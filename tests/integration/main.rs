//! Cairn integration test harness.
//!
//! Workers run in-process on a shared `Fabric` (or on loopback TCP in
//! `tcp.rs`). A test plays the scheduler: it owns a plain endpoint, sends
//! request frames to workers, and inspects the replies.
//!
//!   cargo test --test integration

use std::sync::Arc;
use std::time::Duration;

use anyhow::{bail, Context, Result};
use bytes::Bytes;
use serde::de::DeserializeOwned;
use serde::Serialize;
use serde_json::Value;

use cairn_core::wire::{Address, Function, Header};
use cairn_services::{Endpoint, Fabric, FunctionRegistry, Transport};
use cairnd::{Worker, WorkerOptions};

mod items;
mod status;
mod tcp;

// ── Harness ───────────────────────────────────────────────────────────────────

pub const SCHEDULER: &str = "inproc://scheduler";

/// How long any single reply may take before a test fails.
pub const REPLY_TIMEOUT: Duration = Duration::from_secs(5);

/// A decoded inbound frame.
#[derive(Debug)]
pub struct Reply {
    pub from: Address,
    pub header: Header,
    pub payload: Bytes,
}

impl Reply {
    /// Decode the payload with the codec the header names.
    pub fn decode<T: DeserializeOwned>(&self) -> Result<T> {
        self.header
            .payload_codec()
            .decode(&self.payload)
            .with_context(|| format!("decoding {} payload", self.header.function))
    }
}

/// The test's side of the conversation: one endpoint standing in for the
/// scheduler.
pub struct Scheduler {
    endpoint: Box<dyn Endpoint>,
    next_jobid: u64,
}

impl Scheduler {
    pub async fn bind_at(transport: &dyn Transport, address: &str) -> Result<Self> {
        let endpoint = transport.bind_at(&Address::from(address)).await?;
        Ok(Self {
            endpoint,
            next_jobid: 1,
        })
    }

    pub async fn bind(transport: &dyn Transport) -> Result<Self> {
        Ok(Self {
            endpoint: transport.bind().await?,
            next_jobid: 1,
        })
    }

    pub fn address(&self) -> &Address {
        self.endpoint.address()
    }

    /// A fresh jobid, unique for this scheduler.
    pub fn jobid(&mut self) -> u64 {
        let id = self.next_jobid;
        self.next_jobid += 1;
        id
    }

    /// Send a JSON request carrying our own address and a fresh jobid.
    pub async fn send<T: Serialize + ?Sized>(&mut self, to: &Address, function: Function, payload: &T) -> Result<u64> {
        let jobid = self.jobid();
        let header = Header::new(function)
            .with_jobid(Some(jobid))
            .with_address(self.address().clone());
        self.send_with(to, header, payload).await?;
        Ok(jobid)
    }

    /// Send with a caller-built header. The payload uses the header's codec.
    pub async fn send_with<T: Serialize + ?Sized>(&self, to: &Address, header: Header, payload: &T) -> Result<()> {
        let body = header.payload_codec().encode(payload)?;
        self.send_raw(to, header.encode()?, body).await
    }

    pub async fn send_raw(&self, to: &Address, header: Bytes, payload: Bytes) -> Result<()> {
        self.endpoint.send(to, header, payload).await?;
        Ok(())
    }

    /// Next frame, registrations included.
    pub async fn recv_any(&mut self) -> Result<Reply> {
        let frame = tokio::time::timeout(REPLY_TIMEOUT, self.endpoint.recv())
            .await
            .context("timed out waiting for a reply")??;
        Ok(Reply {
            from: frame.address,
            header: Header::decode(&frame.header)?,
            payload: frame.payload,
        })
    }

    /// Next frame that is not a worker registration.
    pub async fn recv(&mut self) -> Result<Reply> {
        loop {
            let reply = self.recv_any().await?;
            if reply.header.function != Function::Register {
                return Ok(reply);
            }
        }
    }

    /// Send a request and wait for its reply.
    pub async fn request<T: Serialize + ?Sized>(&mut self, to: &Address, function: Function, payload: &T) -> Result<Reply> {
        let jobid = self.send(to, function, payload).await?;
        let reply = self.recv().await?;
        if reply.header.jobid != Some(jobid) {
            bail!("expected reply to job {jobid}, got {:?}", reply.header);
        }
        Ok(reply)
    }

    /// Fails if any non-registration frame arrives within `window`.
    pub async fn expect_silence(&mut self, window: Duration) -> Result<()> {
        let deadline = tokio::time::Instant::now() + window;
        loop {
            match tokio::time::timeout_at(deadline, self.endpoint.recv()).await {
                Err(_) => return Ok(()),
                Ok(frame) => {
                    let frame = frame?;
                    let header = Header::decode(&frame.header)?;
                    if header.function != Function::Register {
                        bail!("expected no reply, got {header:?}");
                    }
                }
            }
        }
    }
}

/// Builtins plus a few callables the tests lean on.
pub fn registry() -> Arc<FunctionRegistry> {
    let registry = FunctionRegistry::with_builtins();
    registry.register("fail", |_| anyhow::bail!("deliberate failure"));
    registry.register("slow", |args| {
        let ms = args.first().and_then(Value::as_u64).unwrap_or(200);
        std::thread::sleep(Duration::from_millis(ms));
        Ok(Value::from(ms))
    });
    Arc::new(registry)
}

/// Start a worker on `fabric` that registers with `SCHEDULER`.
pub async fn start_worker(fabric: &Fabric) -> Result<Worker> {
    start_worker_with(fabric, WorkerOptions::default()).await
}

/// The scheduler address is reserved first, so the registration is held
/// until the test binds it.
pub async fn start_worker_with(fabric: &Fabric, options: WorkerOptions) -> Result<Worker> {
    fabric.reserve(&Address::from(SCHEDULER));
    let worker = Worker::start(Arc::new(fabric.clone()), registry(), options.scheduler(SCHEDULER)).await?;
    Ok(worker)
}

/// Poll `check` until it holds or `REPLY_TIMEOUT` passes.
pub async fn eventually(mut check: impl FnMut() -> bool) -> bool {
    let deadline = tokio::time::Instant::now() + REPLY_TIMEOUT;
    while tokio::time::Instant::now() < deadline {
        if check() {
            return true;
        }
        tokio::time::sleep(Duration::from_millis(5)).await;
    }
    check()
}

++++++++

● Prompt: Transcribe the records above exactly, keeping every line.

● Task solution:
filename tests/integration/main.rs
//! Cairn integration test harness.
//!
//! Workers run in-process on a shared `Fabric` (or on loopback TCP in
//! `tcp.rs`). A test plays the scheduler: it owns a plain endpoint, sends
//! request frames to workers, and inspects the replies.
//!
//!   cargo test --test integration

use std::sync::Arc;
use std::time::Duration;

use anyhow::{bail, Context, Result};
use bytes::Bytes;
use serde::de::DeserializeOwned;
use serde::Serialize;
use serde_json::Value;

use cairn_core::wire::{Address, Function, Header};
use cairn_services::{Endpoint, Fabric, FunctionRegistry, Transport};
use cairnd::{Worker, WorkerOptions};

mod items;
mod status;
mod tcp;

// ── Harness ───────────────────────────────────────────────────────────────────

pub const SCHEDULER: &str = "inproc://scheduler";

/// How long any single reply may take before a test fails.
pub const REPLY_TIMEOUT: Duration = Duration::from_secs(5);

/// A decoded inbound frame.
#[derive(Debug)]
pub struct Reply {
    pub from: Address,
    pub header: Header,
    pub payload: Bytes,
}

impl Reply {
    /// Decode the payload with the codec the header names.
    pub fn decode<T: DeserializeOwned>(&self) -> Result<T> {
        self.header
            .payload_codec()
            .decode(&self.payload)
            .with_context(|| format!("decoding {} payload", self.header.function))
    }
}

/// The test's side of the conversation: one endpoint standing in for the
/// scheduler.
pub struct Scheduler {
    endpoint: Box<dyn Endpoint>,
    next_jobid: u64,
}

impl Scheduler {
    pub async fn bind_at(transport: &dyn Transport, address: &str) -> Result<Self> {
        let endpoint = transport.bind_at(&Address::from(address)).await?;
        Ok(Self {
            endpoint,
            next_jobid: 1,
        })
    }

    pub async fn bind(transport: &dyn Transport) -> Result<Self> {
        Ok(Self {
            endpoint: transport.bind().await?,
            next_jobid: 1,
        })
    }

    pub fn address(&self) -> &Address {
        self.endpoint.address()
    }

    /// A fresh jobid, unique for this scheduler.
    pub fn jobid(&mut self) -> u64 {
        let id = self.next_jobid;
        self.next_jobid += 1;
        id
    }

    /// Send a JSON request carrying our own address and a fresh jobid.
    pub async fn send<T: Serialize + ?Sized>(&mut self, to: &Address, function: Function, payload: &T) -> Result<u64> {
        let jobid = self.jobid();
        let header = Header::new(function)
            .with_jobid(Some(jobid))
            .with_address(self.address().clone());
        self.send_with(to, header, payload).await?;
        Ok(jobid)
    }

    /// Send with a caller-built header. The payload uses the header's codec.
    pub async fn send_with<T: Serialize + ?Sized>(&self, to: &Address, header: Header, payload: &T) -> Result<()> {
        let body = header.payload_codec().encode(payload)?;
        self.send_raw(to, header.encode()?, body).await
    }

    pub async fn send_raw(&self, to: &Address, header: Bytes, payload: Bytes) -> Result<()> {
        self.endpoint.send(to, header, payload).await?;
        Ok(())
    }

    /// Next frame, registrations included.
    pub async fn recv_any(&mut self) -> Result<Reply> {
        let frame = tokio::time::timeout(REPLY_TIMEOUT, self.endpoint.recv())
            .await
            .context("timed out waiting for a reply")??;
        Ok(Reply {
            from: frame.address,
            header: Header::decode(&frame.header)?,
            payload: frame.payload,
        })
    }

    /// Next frame that is not a worker registration.
    pub async fn recv(&mut self) -> Result<Reply> {
        loop {
            let reply = self.recv_any().await?;
            if reply.header.function != Function::Register {
                return Ok(reply);
            }
        }
    }

    /// Send a request and wait for its reply.
    pub async fn request<T: Serialize + ?Sized>(&mut self, to: &Address, function: Function, payload: &T) -> Result<Reply> {
        let jobid = self.send(to, function, payload).await?;
        let reply = self.recv().await?;
        if reply.header.jobid != Some(jobid) {
            bail!("expected reply to job {jobid}, got {:?}", reply.header);
        }
        Ok(reply)
    }

    /// Fails if any non-registration frame arrives within `window`.
    pub async fn expect_silence(&mut self, window: Duration) -> Result<()> {
        let deadline = tokio::time::Instant::now() + window;
        loop {
            match tokio::time::timeout_at(deadline, self.endpoint.recv()).await {
                Err(_) => return Ok(()),
                Ok(frame) => {
                    let frame = frame?;
                    let header = Header::decode(&frame.header)?;
                    if header.function != Function::Register {
                        bail!("expected no reply, got {header:?}");
                    }
                }
            }
        }
    }
}

/// Builtins plus a few callables the tests lean on.
pub fn registry() -> Arc<FunctionRegistry> {
    let registry = FunctionRegistry::with_builtins();
    registry.register("fail", |_| anyhow::bail!("deliberate failure"));
    registry.register("slow", |args| {
        let ms = args.first().and_then(Value::as_u64).unwrap_or(200);
        std::thread::sleep(Duration::from_millis(ms));
        Ok(Value::from(ms))
    });
    Arc::new(registry)
}

/// Start a worker on `fabric` that registers with `SCHEDULER`.
pub async fn start_worker(fabric: &Fabric) -> Result<Worker> {
    start_worker_with(fabric, WorkerOptions::default()).await
}

/// The scheduler address is reserved first, so the registration is held
/// until the test binds it.
pub async fn start_worker_with(fabric: &Fabric, options: WorkerOptions) -> Result<Worker> {
    fabric.reserve(&Address::from(SCHEDULER));
    let worker = Worker::start(Arc::new(fabric.clone()), registry(), options.scheduler(SCHEDULER)).await?;
    Ok(worker)
}

/// Poll `check` until it holds or `REPLY_TIMEOUT` passes.
pub async fn eventually(mut check: impl FnMut() -> bool) -> bool {
    let deadline = tokio::time::Instant::now() + REPLY_TIMEOUT;
    while tokio::time::Instant::now() < deadline {
        if check() {
            return true;
        }
        tokio::time::sleep(Duration::from_millis(5)).await;
    }
    check()
}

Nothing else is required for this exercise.